This is a step-by-step installation guide for Pentaho Data Integration. Well, why Pentaho Data Integration aka ‘Kettle’? Pentaho Data Integration (PDI) is an ETL (Extract, Transform, Load) tool to manage data ingestion pipelines. As we generate more and more data via various sources and formats, it gets difficult to manage the data pipelines for better decision making.
Manage your data pipelines from multiple sources
PDI is a useful tool to manage such pipelines seamlessly. I’ll be writing a series of blogs explaining the end-to-end process of creating configurable data ingestion pipelines for managing a variety of data structures and formats. We will start with the installation process first and end with deployment.
Pentaho Data Integration
PDI comes in two editions - Enterprise and Community. We will be using community version in this blog series so that everyone can follow along. So let’s cut the introduction and start with the actual process. Please note, since I use Windows laptop some steps will be specific to Windows OS users only. However, the majority of the same is OS independent.
Prerequisite:
- Processor: Intel EM64T or AMD64 Dual-Core
- RAM: 8 GB with 2 GB dedicated to PDI - It can work on a 4GB RAM system as well. However, it is recommended to have an 8GB RAM system.

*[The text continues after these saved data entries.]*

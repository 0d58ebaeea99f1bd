//! Demo traffic endpoints with simulated latency.
//!
//! Each handler sleeps a bounded random interval so dashboards have
//! something to look at, then counts itself in `http_requests_total`.

use std::time::Duration;

use axum::extract::State;
use axum::http::StatusCode;
use axum::response::{IntoResponse, Response};
use axum::Json;
use rand::Rng;
use serde_json::json;

use crate::app_state::AppState;

/// Chance that `/api/users` fails with a 500.
const USERS_ERROR_RATE: f64 = 0.05;

pub async fn home(State(state): State<AppState>) -> Response {
    simulate_work(100, 500).await;

    if let Err(resp) = record(&state, "/", 200) {
        return resp;
    }
    (StatusCode::OK, "Welcome to the synthpulse metrics demo!").into_response()
}

pub async fn api_users(State(state): State<AppState>) -> Response {
    simulate_work(50, 300).await;

    if roll(USERS_ERROR_RATE) {
        if let Err(resp) = record(&state, "/api/users", 500) {
            return resp;
        }
        return (StatusCode::INTERNAL_SERVER_ERROR, "Internal Server Error").into_response();
    }

    if let Err(resp) = record(&state, "/api/users", 200) {
        return resp;
    }
    Json(json!({ "users": ["alice", "bob", "charlie"], "count": 3 })).into_response()
}

pub async fn api_load(State(state): State<AppState>) -> Response {
    simulate_work(1000, 3000).await;

    if let Err(resp) = record(&state, "/api/load", 200) {
        return resp;
    }
    Json(json!({ "message": "Heavy processing completed" })).into_response()
}

/// Count the request, mapping a recording failure to a 500.
pub(crate) fn record(state: &AppState, endpoint: &str, status: u16) -> Result<(), Response> {
    state.record_request("GET", endpoint, status).map_err(|e| {
        tracing::error!(error = %e, endpoint, "failed to record request");
        (StatusCode::INTERNAL_SERVER_ERROR, "metrics recording failed").into_response()
    })
}

async fn simulate_work(lo_ms: u64, hi_ms: u64) {
    // ThreadRng is !Send; keep the draw out of the await.
    let ms = {
        let mut rng = rand::rng();
        rng.random_range(lo_ms..=hi_ms)
    };
    tokio::time::sleep(Duration::from_millis(ms)).await;
}

fn roll(p: f64) -> bool {
    rand::rng().random_bool(p)
}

- Disk Space: 20 GB free after installation
- Screen size: 1280x 960 - Easy to view to PDI UI How to check if you meet the above requirements? You can right-click on This PC to choose properties. You check the system configurations.
Step-1: PDI Download
Download the PDI-CE from SourceForge link at the time of writing this blog. PDI’s latest version is 9.0, you can download the latest stable version as per your requirements. The file name is ‘pdi-ce-9.0.0.0–423.zip’.
Click on the green button with title ‘Download Latest Version’ to download the .zip file
Step-2: Java Download
Download Java SE Development Kit 8 from the official website. Since PDI is built using Java as a programming language in the back-end. Download the version as shown in the below image. You will be prompted to sign-up by Oracle with basic information.

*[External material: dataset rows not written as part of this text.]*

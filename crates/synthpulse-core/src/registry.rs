//! Metric registry and Prometheus text exposition.
//!
//! The registry owns every metric definition for the process lifetime:
//! registration happens once at startup and nothing is ever deleted or
//! reset. Value updates go through the handles in [`crate::metric`] and
//! never touch the registry lock.

use std::fmt::Write;
use std::sync::RwLock;

use crate::error::{PulseError, Result};
use crate::metric::{Counter, Gauge, MetricKind};

/// Escape help text for `# HELP` lines.
fn escape_help(v: &str) -> String {
    v.replace('\\', "\\\\").replace('\n', "\\n")
}

enum Slot {
    Counter(Counter),
    Gauge(Gauge),
}

impl Slot {
    fn name(&self) -> &str {
        match self {
            Slot::Counter(c) => c.name(),
            Slot::Gauge(g) => g.name(),
        }
    }

    fn kind(&self) -> MetricKind {
        match self {
            Slot::Counter(_) => MetricKind::Counter,
            Slot::Gauge(_) => MetricKind::Gauge,
        }
    }

    fn render(&self, out: &mut String) {
        match self {
            Slot::Counter(c) => c.render(out),
            Slot::Gauge(g) => g.render(out),
        }
    }
}

struct Entry {
    help: String,
    slot: Slot,
}

/// Process-wide metric registry.
///
/// Construct one per process (or per test) and pass it explicitly to every
/// component that records or exports; there is no global instance.
#[derive(Default)]
pub struct Registry {
    metrics: RwLock<Vec<Entry>>,
}

impl Registry {
    pub fn new() -> Self {
        Self::default()
    }

    /// Register a counter with a fixed label schema.
    ///
    /// Fails with [`PulseError::DuplicateMetric`] if `name` is already taken
    /// by a metric of either kind; the existing registration is unaffected.
    pub fn register_counter(
        &self,
        name: &str,
        help: &str,
        label_names: &[&str],
    ) -> Result<Counter> {
        let counter = Counter::new(name, label_names);
        self.insert(help, Slot::Counter(counter.clone()))?;
        Ok(counter)
    }

    /// Register an unlabeled gauge. Same uniqueness rule as counters.
    pub fn register_gauge(&self, name: &str, help: &str) -> Result<Gauge> {
        let gauge = Gauge::new(name);
        self.insert(help, Slot::Gauge(gauge.clone()))?;
        Ok(gauge)
    }

    fn insert(&self, help: &str, slot: Slot) -> Result<()> {
        let mut metrics = self
            .metrics
            .write()
            .map_err(|_| PulseError::Internal("metrics registry lock poisoned".into()))?;

        if metrics.iter().any(|e| e.slot.name() == slot.name()) {
            return Err(PulseError::DuplicateMetric(slot.name().to_string()));
        }

        metrics.push(Entry {
            help: help.to_string(),
            slot,
        });
        Ok(())
    }

    /// Render every registered metric in Prometheus text format 0.0.4.
    ///
    /// Metrics print in registration order; `# HELP` and `# TYPE` lines
    /// always print, value lines only for observed series (a gauge always
    /// has one). An empty registry renders an empty string. Never fails:
    /// a poisoned lock degrades to empty output instead of panicking.
    pub fn export(&self) -> String {
        let Ok(metrics) = self.metrics.read() else {
            return String::new();
        };

        let mut out = String::with_capacity(1024);
        for entry in metrics.iter() {
            let name = entry.slot.name();
            let _ = writeln!(out, "# HELP {} {}", name, escape_help(&entry.help));
            let _ = writeln!(out, "# TYPE {} {}", name, entry.slot.kind().as_str());
            entry.slot.render(&mut out);
        }
        out
    }
}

Step-3: Extract PDI .zip file and Install Java
1. PDI
Extract the PDI .zip file in a setup folder. It is recommended to store it in the non C drive (Since the size of the file is more than 1GB). Ideally, I create a folder ‘Application*’* in ‘D’ drive and store all the third-party applications in the same. Let’s go with the same approach here. There’s no executable file (.exe) that we need to run to install PDI, just the extraction of .zip file. Easy!

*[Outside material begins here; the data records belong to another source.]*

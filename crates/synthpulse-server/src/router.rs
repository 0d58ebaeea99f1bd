//! Axum router wiring.
//!
//! Demo traffic endpoints plus the ops pair (`/health`, `/metrics`).

use axum::{routing::get, Router};

use crate::{app_state::AppState, demo, ops};

pub fn build_router(state: AppState) -> Router {
    Router::new()
        .route("/", get(demo::home))
        .route("/api/users", get(demo::api_users))
        .route("/api/load", get(demo::api_load))
        .route("/health", get(ops::health))
        .route("/metrics", get(ops::metrics))
        .with_state(state)
}
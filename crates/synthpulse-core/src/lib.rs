//! synthpulse core: metric types, registry, and text exposition.
//!
//! This crate defines the in-memory metrics model shared by the server and
//! any embedding code: labeled counters, gauges, a registry that owns their
//! definitions, and the Prometheus text rendering of a snapshot. It carries
//! no runtime or HTTP dependencies.
//!
//! Panics, `unwrap`, and `expect` are compile-denied; every fallible path
//! surfaces as [`PulseError`].

#![deny(clippy::unwrap_used)]
#![deny(clippy::expect_used)]
#![deny(clippy::panic)]

pub mod error;
pub mod metric;
pub mod registry;

pub use error::{PulseError, Result};
pub use metric::{Counter, Gauge, MetricKind};
pub use registry::Registry;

You will see the data-integration folder post-extraction
2. Java
Installation of Java is a simple process. We just need to double click the windows installer .exe file, agree to the terms and click next multiple times. Go with the default unless you need specific customizations.
You will see the above screen post clicking the .exe file
Please choose Development Tools option
Successfully Installed JDK and JRE
Step-4: Add Environment Variables
We need to add the JAVA_HOME path on our environment variables. Now, this one is specific for Windows users only. We will have to go to start menu and type ‘environment variables’. Once you select the option, the below screen will be displayed, click on the ‘Environment Variables’ button.
We need to edit the system variables. Please make sure you have administrator rights
We need to provide the path to JDK file in variable value.
You can add JAVA_HOME variable by clicking on the New button
You can perform a quick check if the Java was installed properly by running java -version command in your command prompt.
Please make sure the java version is above 1.8
Below process is optional
There is another batch file which lets you set up the environment-specific for PDI. However, I was able to run the spoon.bat file without following the below process. Please observe in case you are not able to run the file by following the above steps.
Where is this batch file located?
It’s within the extracted data-integration folder with the name set-pentaho-env.bat.
This is within the folder data-integration
What does this batch file do?
Well, it looks in well-known locations to find a suitable Java then sets two environment variables for use in other .bat files. The two environment variables are:
* _PENTAHO_JAVA_HOME — absolute path to Java home
* _PENTAHO_JAVA — absolute path to Java launcher (e.g. java.exe)
Step-5: Open Spoon - UI
Spoon is an important component of PDI. Spoon.bat file helps you open the user-friendly UI; which allows you to simply create complex data ingestion pipelines using drag-drop widgets. Yes - we don’t have to write a single line of code to process the unstructured files; everything happens using simple widgets. However, we can write Javascript or Java code to create our widgets to handle special cases.
If you can see the above welcome screen on your PC; then yes, we have successfully installed PDI on your machine.
Conclusion
This is the beginning of a journey. I will walk you through the entire data ingestion process via a series of blog posts. This will cover from reading excel/csv files, performing calculation/transformation and loading the same in the database.